* [Exercise material]

use cosmwasm_std::{
    coin, Addr, BankMsg, DepsMut, Empty, HexBinary, MessageInfo, QuerierWrapper, Response,
    SubMsg, SubMsgResult, Uint128, WasmMsg,
};
use error_stack::{ensure, Result, ResultExt};
use lz_endpoint_api::{path, ChainId, LzReceiveMsg, LzReceiverMsg};
use relayer_wasm_std::address;

use super::RECEIVE_REPLY_ID;
use crate::events::EndpointEvent;
use crate::msg::{ExecuteMsg, QueryMsg};
use crate::state::{self, Config, PendingPayload, StoredPayload};

#[derive(thiserror::Error, Debug)]
pub enum Error {
    #[error("failed to access the endpoint state")]
    State,
    #[error("invalid address")]
    InvalidAddress,
    #[error("invalid payment")]
    InvalidPayment,
    #[error("fee computation overflowed")]
    FeeOverflow,
    #[error("insufficient fee: required {required}, paid {paid}")]
    InsufficientFee { required: Uint128, paid: Uint128 },
    #[error("destination path {0} does not end with the sender address")]
    InvalidDestination(HexBinary),
    #[error("no destination endpoint registered for {0}")]
    UnknownDestination(Addr),
    #[error("path from chain {src_chain_id} is blocked by a stored payload")]
    PathBlocked { src_chain_id: ChainId },
    #[error("wrong nonce: expected {expected}, got {actual}")]
    WrongNonce { expected: u64, actual: u64 },
    #[error("no payload stored for the path from chain {0}")]
    NoStoredPayload(ChainId),
    #[error("payload does not match the stored payload")]
    InvalidPayload,
}

pub fn set_dest_lz_endpoint(
    deps: DepsMut,
    destination: String,
    endpoint: String,
) -> Result<Response, Error> {
    let destination = address::validate_cosmwasm_address(deps.api, &destination)
        .change_context(Error::InvalidAddress)?;
    let endpoint = address::validate_cosmwasm_address(deps.api, &endpoint)
        .change_context(Error::InvalidAddress)?;

    state::save_dest_endpoint(deps.storage, &destination, &endpoint)
        .change_context(Error::State)?;

    Ok(Response::new().add_event(
        EndpointEvent::DestLzEndpointSet {
            destination,
            endpoint,
        },
    ))
}

pub fn fee(config: &Config, payload_len: usize, adapter_params_len: usize) -> Result<Uint128, Error> {
    let bytes = payload_len
        .checked_add(adapter_params_len)
        .ok_or(Error::FeeOverflow)?;

    config
        .fee_per_byte
        .checked_mul(Uint128::new(bytes as u128))
        .and_then(|per_byte| per_byte.checked_add(config.base_fee))
        .change_context(Error::FeeOverflow)
}

/// Charges the fee, refunds any excess and forwards the payload to the endpoint serving the
/// destination application.
pub fn send(
    deps: DepsMut,
    info: MessageInfo,
    dst_chain_id: ChainId,
    destination: HexBinary,
    payload: HexBinary,
    refund_address: String,
    adapter_params: HexBinary,
) -> Result<Response, Error> {
    let config = state::load_config(deps.storage).change_context(Error::State)?;

    let required = fee(&config, payload.len(), adapter_params.len())?;
    let paid = cw_utils::may_pay(&info, &config.denom).change_context(Error::InvalidPayment)?;
    ensure!(paid >= required, Error::InsufficientFee { required, paid });

    let refund_address = address::validate_cosmwasm_address(deps.api, &refund_address)
        .change_context(Error::InvalidAddress)?;

    let sender = address::to_bytes(deps.api, &info.sender).change_context(Error::InvalidAddress)?;
    let dst_bytes = path::remote(&destination, &sender)
        .ok_or_else(|| Error::InvalidDestination(destination.clone()))?;
    let dst_address = address::from_bytes(deps.api, dst_bytes)
        .change_context_lazy(|| Error::InvalidDestination(destination.clone()))?;

    let dst_endpoint = state::may_load_dest_endpoint(deps.storage, &dst_address)
        .change_context(Error::State)?
        .ok_or_else(|| Error::UnknownDestination(dst_address.clone()))?;

    let nonce = state::incr_outbound_nonce(deps.storage, dst_chain_id, &info.sender)
        .change_context(Error::State)?;

    let forward = client::ContractClient::<ExecuteMsg, QueryMsg>::new(deps.querier, dst_endpoint)
        .execute(&ExecuteMsg::ReceivePayload {
            src_chain_id: config.chain_id,
            src_address: path::encode(&sender, dst_bytes),
            dst_address: dst_address.to_string(),
            nonce,
            payload,
        });

    let refund = paid.checked_sub(required).change_context(Error::FeeOverflow)?;
    let response = if refund.is_zero() {
        Response::new()
    } else {
        Response::new().add_message(BankMsg::Send {
            to_address: refund_address.to_string(),
            amount: vec![coin(refund.u128(), &config.denom)],
        })
    };

    Ok(response.add_message(forward).add_event(
        EndpointEvent::PacketSent {
            dst_chain_id,
            dst_address,
            nonce,
        },
    ))
}

/// Delivers an inbound payload in nonce order. If the application fails, the payload is stored
/// and blocks its path until retried.
pub fn receive_payload(
    deps: DepsMut,
    src_chain_id: ChainId,
    src_address: HexBinary,
    dst_address: String,
    nonce: u64,
    payload: HexBinary,
) -> Result<Response, Error> {
    let dst_address = address::validate_cosmwasm_address(deps.api, &dst_address)
        .change_context(Error::InvalidAddress)?;

    ensure!(
        state::may_load_stored_payload(deps.storage, src_chain_id, &src_address)
            .change_context(Error::State)?
            .is_none(),
        Error::PathBlocked { src_chain_id }
    );

    let expected = state::inbound_nonce(deps.storage, src_chain_id, &src_address)
        .change_context(Error::State)?
        .saturating_add(1);
    ensure!(
        nonce == expected,
        Error::WrongNonce {
            expected,
            actual: nonce
        }
    );
    state::save_inbound_nonce(deps.storage, src_chain_id, &src_address, nonce)
        .change_context(Error::State)?;

    let pending = PendingPayload {
        src_chain_id,
        src_address,
        stored: StoredPayload {
            dst_address,
            nonce,
            payload,
        },
    };
    state::save_pending_payload(deps.storage, &pending).change_context(Error::State)?;

    Ok(Response::new()
        .add_submessage(SubMsg::reply_always(
            lz_receive_msg(deps.querier, &pending),
            RECEIVE_REPLY_ID,
        ))
        .add_event(
            EndpointEvent::PacketReceived {
                src_chain_id: pending.src_chain_id,
                src_address: pending.src_address,
                dst_address: pending.stored.dst_address,
                nonce,
            },
        ))
}

fn lz_receive_msg(querier: QuerierWrapper, pending: &PendingPayload) -> WasmMsg {
    client::ContractClient::<LzReceiverMsg, Empty>::new(querier, pending.stored.dst_address.clone())
        .execute(&LzReceiverMsg::LzReceive(LzReceiveMsg {
            src_chain_id: pending.src_chain_id,
            src_address: pending.src_address.clone(),
            nonce: pending.stored.nonce,
            payload: pending.stored.payload.clone(),
        }))
}

pub fn handle_receive_result(deps: DepsMut, result: SubMsgResult) -> Result<Response, Error> {
    let PendingPayload {
        src_chain_id,
        src_address,
        stored,
    } = state::take_pending_payload(deps.storage).change_context(Error::State)?;

    match result {
        SubMsgResult::Ok(_) => Ok(Response::new()),
        SubMsgResult::Err(reason) => {
            state::save_stored_payload(deps.storage, src_chain_id, &src_address, &stored)
                .change_context(Error::State)?;

            Ok(Response::new().add_event(
                EndpointEvent::PayloadStored {
                    src_chain_id,
                    src_address,
                    dst_address: stored.dst_address,
                    nonce: stored.nonce,
                    payload: stored.payload,
                    reason,
                },
            ))
        }
    }
}

/// Re-delivers the stored payload of a path. A failing application reverts the retry and the
/// path stays blocked.
pub fn retry_payload(
    deps: DepsMut,
    src_chain_id: ChainId,
    src_address: HexBinary,
    payload: HexBinary,
) -> Result<Response, Error> {
    let stored = state::may_load_stored_payload(deps.storage, src_chain_id, &src_address)
        .change_context(Error::State)?
        .ok_or(Error::NoStoredPayload(src_chain_id))?;
    ensure!(stored.payload == payload, Error::InvalidPayload);

    state::remove_stored_payload(deps.storage, src_chain_id, &src_address);

    let pending = PendingPayload {
        src_chain_id,
        src_address,
        stored,
    };

    Ok(Response::new()
        .add_message(lz_receive_msg(deps.querier, &pending))
        .add_event(
            EndpointEvent::PayloadCleared {
                src_chain_id,
                src_address: pending.src_address,
            },
        ))
}
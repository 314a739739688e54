use clap::Parser;
use nestplan::{Args, Session, data::storage::DataDirectory, init_logging, run};

fn main() -> color_eyre::Result<()> {
    color_eyre::install()?;

    let args = Args::parse();
    let data_dir = args.data_dir.unwrap_or_else(DataDirectory::default_path);

    init_logging(&data_dir, &args.log_level)?;

    let current_year = jiff::Zoned::now().year();
    let session = Session {
        dir: DataDirectory::new(data_dir),
        plan: args.plan,
        json: args.json,
        current_year,
    };

    tracing::info!(command = ?args.command, "running command");
    let output = run(&args.command, &session)?;
    print!("{output}");
    if session.json {
        println!();
    }
    Ok(())
}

* [What is required] Set down, exactly as written, each line of the data from its opening line through the one containing "Uint128, paid: Uint128". Output nothing more.

* [Reply to the exercise]
use cosmwasm_std::{
    coin, Addr, BankMsg, DepsMut, Empty, HexBinary, MessageInfo, QuerierWrapper, Response,
    SubMsg, SubMsgResult, Uint128, WasmMsg,
};
use error_stack::{ensure, Result, ResultExt};
use lz_endpoint_api::{path, ChainId, LzReceiveMsg, LzReceiverMsg};
use relayer_wasm_std::address;

use super::RECEIVE_REPLY_ID;
use crate::events::EndpointEvent;
use crate::msg::{ExecuteMsg, QueryMsg};
use crate::state::{self, Config, PendingPayload, StoredPayload};

#[derive(thiserror::Error, Debug)]
pub enum Error {
    #[error("failed to access the endpoint state")]
    State,
    #[error("invalid address")]
    InvalidAddress,
    #[error("invalid payment")]
    InvalidPayment,
    #[error("fee computation overflowed")]
    FeeOverflow,
    #[error("insufficient fee: required {required}, paid {paid}")]
    InsufficientFee { required: Uint128, paid: Uint128 },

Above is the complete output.